In ColoradoDemography/tidycensus: Load US Census Boundary and Attribute Data as 'tidyverse' and 'sf'-Ready Data Frames

knitr::opts_chunk$set(echo = TRUE, message = FALSE, warning = FALSE)
library(tidycensus)
census_api_key("5ed58a5745802102fb83d4eec5d1f7326f65ffab")
library(tidyverse)
options(tibble.print.min = 6)

As opposed to the decennial Census datasets available with tidycensus, datasets from the five-year American Community Survey include estimates with an associated margin of error, as the ACS is based on an annual sample of around 3 million households. As explained by the Census Bureau:

While the main function of the decennial census is to provide counts of people for the purpose of congressional apportionment and legislative redistricting, the primary purpose of the ACS is to measure the changing social and economic characteristics of the U.S. population. As a result, the ACS does not provide official counts of the population in between censuses. [^1]

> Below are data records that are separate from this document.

//! Configuration-specific error types.

use std::path::PathBuf;

/// Errors that can occur during configuration operations.
#[derive(Debug, thiserror::Error)]
pub enum ConfigError {
    /// File path was not set
    #[error("Configuration file path not set")]
    FilePathNotSet,

    /// A setting holds a value the console cannot use
    #[error("Invalid setting '{key}': {message}")]
    InvalidSetting { key: &'static str, message: String },

    /// Failed to find home directory
    #[error("Failed to find home directory")]
    HomeDirectoryNotFound,

    /// Failed to load configuration file
    #[error("Failed to load configuration from {path}: {message}")]
    LoadFailed { path: PathBuf, message: String },

    /// Failed to save configuration file
    #[error("Failed to save configuration to {path}: {source}")]
    SaveFailed {
        path: PathBuf,
        source: std::io::Error,
    },

    /// Failed to create configuration directory
    #[error("Failed to create configuration directory {path}: {source}")]
    CreateDirectoryFailed {
        path: PathBuf,
        source: std::io::Error,
    },

    /// Failed to serialize configuration
    #[error("Failed to serialize configuration: {0}")]
    SerializationFailed(String),

    /// Failed to deserialize configuration
    #[error("Failed to deserialize configuration: {0}")]
    DeserializationFailed(String),
}

#[cfg(test)]
mod tests {
    use super::*;

    #[test]
    fn test_config_error_display() {
        let error = ConfigError::FilePathNotSet;
        assert!(error.to_string().contains("file path not set"));

        let error = ConfigError::InvalidSetting {
            key: "page_size",
            message: "must be at least 1".to_string(),
        };
        assert!(error.to_string().contains("page_size"));

        let error = ConfigError::HomeDirectoryNotFound;
        assert!(error.to_string().contains("home directory"));

        let error = ConfigError::SerializationFailed("test".to_string());
        assert!(error.to_string().contains("test"));

        let error = ConfigError::DeserializationFailed("test".to_string());
        assert!(error.to_string().contains("test"));
    }

    #[test]
    fn test_config_error_with_path() {
        let path = PathBuf::from("/test/path");
        let io_error = std::io::Error::new(std::io::ErrorKind::NotFound, "Not found");
        let error = ConfigError::SaveFailed {
            path: path.clone(),
            source: io_error,
        };
        let error_str = error.to_string();
        assert!(error_str.contains("/test/path"));
    }
}
use crate::config::Config;
use crate::error::AppError;
use crate::events::terminal::Handler as TerminalEventHandler;
use crate::logger::{CustomLogger, LogBuffer};
use crate::state::State;
use anyhow::Result;
use crossterm::{
    event::{DisableMouseCapture, EnableMouseCapture},
    execute,
    terminal::{disable_raw_mode, enable_raw_mode, EnterAlternateScreen, LeaveAlternateScreen},
};
use log::*;
use ratatui::{backend::CrosstermBackend, Terminal};
use std::io::{self, stdout};
use std::sync::{Arc, Mutex};

pub type ConfigSaveSender = std::sync::mpsc::Sender<()>;
type ConfigSaveReceiver = std::sync::mpsc::Receiver<()>;

/// Oversees event processing, state management, and terminal output.
///
pub struct App {
    state: Arc<Mutex<State>>,
    config: Config,
}

/// Install the custom logger, forwarding every line into the buffer drained
/// by the state on each tick.
///
fn init_logger(level: LevelFilter, buffer: &LogBuffer) -> Result<(), AppError> {
    let logger = CustomLogger::new(level);
    let sink = Arc::clone(buffer);
    logger.set_log_callback(Box::new(move |line| {
        if let Ok(mut lines) = sink.lock() {
            lines.push(line);
        }
    }));
    log::set_boxed_logger(Box::new(logger)).map_err(|e| AppError::Logger(e.to_string()))?;
    log::set_max_level(level);
    Ok(())
}

fn terminal_error(e: io::Error) -> AppError {
    AppError::Terminal(e.to_string())
}

/// Copy the settings the user can change at runtime from state into config.
///
fn sync_config(config: &mut Config, state: &State) {
    config.theme_name = state.get_theme().name.clone();
}

impl App {
    /// Start a new application according to the given configuration. Returns
    /// the result of the application execution.
    ///
    pub fn start(config: Config) -> Result<()> {
        let log_buffer: LogBuffer = Arc::new(Mutex::new(Vec::new()));
        init_logger(config.level_filter(), &log_buffer)?;

        info!("Starting application...");
        let (config_save_tx, config_save_rx) = std::sync::mpsc::channel::<()>();
        let mut app = App {
            state: Arc::new(Mutex::new(State::new(&config, config_save_tx, log_buffer))),
            config,
        };
        app.start_config_saver(config_save_rx);
        app.start_ui()?;

        // Save config on exit
        {
            let state = app
                .state
                .lock()
                .map_err(|e| AppError::Other(format!("State lock poisoned: {}", e)))?;
            sync_config(&mut app.config, &state);
            if let Err(e) = app.config.save() {
                error!("Failed to save config on exit: {}", e);
            }
        }

        info!("Exiting application...");
        Ok(())
    }

    /// Start a thread to handle config save requests.
    ///
    fn start_config_saver(&self, receiver: ConfigSaveReceiver) {
        let state = Arc::clone(&self.state);
        let mut config = self.config.clone();
        std::thread::spawn(move || {
            while receiver.recv().is_ok() {
                // The UI thread holds the lock while drawing; a request that
                // races with it is picked up by the save on exit.
                if let Ok(state_guard) = state.try_lock() {
                    sync_config(&mut config, &state_guard);
                    if let Err(e) = config.save() {
                        error!("Failed to save config: {}", e);
                    }
                }
            }
        });
    }

    /// Begin the terminal event poll on a separate thread before starting the
    /// render loop on the main thread. Return the result following an exit
    /// request or unrecoverable error.
    ///
    fn start_ui(&mut self) -> Result<()> {
        debug!("Starting user interface on main thread...");
        let mut stdout = stdout();
        execute!(stdout, EnterAlternateScreen, EnableMouseCapture).map_err(terminal_error)?;
        enable_raw_mode().map_err(terminal_error)?;

        let mut terminal = Terminal::new(CrosstermBackend::new(stdout)).map_err(terminal_error)?;
        terminal.hide_cursor().map_err(terminal_error)?;

        let terminal_event_handler = TerminalEventHandler::new();
        let result = loop {
            let mut state = match self.state.lock() {
                Ok(state) => state,
                Err(e) => break Err(AppError::Other(format!("State lock poisoned: {}", e)).into()),
            };
            if let Err(e) = terminal.draw(|frame| crate::ui::render(frame, &mut state)) {
                break Err(e.into());
            }
            match terminal_event_handler.handle_next(&mut state) {
                Ok(true) => (),
                Ok(false) => {
                    debug!("Received application exit request.");
                    break Ok(());
                }
                Err(e) => break Err(e),
            }
        };

        disable_raw_mode().map_err(terminal_error)?;
        let mut stdout = io::stdout();
        execute!(stdout, LeaveAlternateScreen, DisableMouseCapture).map_err(terminal_error)?;
        terminal.show_cursor().map_err(terminal_error)?;

        result
    }
}

#[cfg(test)]
mod tests {
    use super::*;

    #[test]
    fn test_terminal_error_mapping() {
        let err = terminal_error(io::Error::new(io::ErrorKind::Other, "no tty"));
        assert!(matches!(err, AppError::Terminal(ref msg) if msg == "no tty"));
        assert!(err.to_string().contains("no tty"));
    }

    #[test]
    fn test_sync_config_copies_theme() {
        let (tx, _rx) = std::sync::mpsc::channel();
        let buffer: LogBuffer = Arc::new(Mutex::new(Vec::new()));
        let mut config = Config::new();
        let mut state = State::new(&config, tx, buffer);
        state.cycle_theme();
        sync_config(&mut config, &state);
        assert_eq!(config.theme_name, state.get_theme().name);
        assert_ne!(config.theme_name, "civic-light");
    }
}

In turn, ACS data do not represent precise counts of population subgroups, but are rather designed to give a general sense of how socioeconomic indicators vary across the country. In many cases, ACS margins of error can be quite large - at times exceeding the estimate. Let's say we want to study aging populations in Ramsey County, Minnesota from the 2011-2015 ACS by Census tracts. We can pull up a dataset with get_acs:

library(tidycensus)
library(tidyverse)

# We need to construct a vector of variables for males and females age 65 and up
# purrr can help us with this (I may build this in to tidycensus in the future)

vars <- map_chr(c(20:25, 44:49), function(x) paste0("B01001_0", x))

ramsey <- get_acs(geography = "tract", variables = vars, state = "MN", county = "Ramsey")

head(ramsey %>% select(-NAME))

We can see the issue already: for Census Tract 301 in Ramsey County, the ACS estimates a male population aged between 75 and 79 of 16 - with a margin of error exceeding the estimate. One way to address this is through data aggregation. While the estimate for males age 75 to 79 in this Census tract may be unreliable, the estimate for the total population over age 65 in the tract is likely better, but is not available directly from the ACS API. In turn, we can summarize our data.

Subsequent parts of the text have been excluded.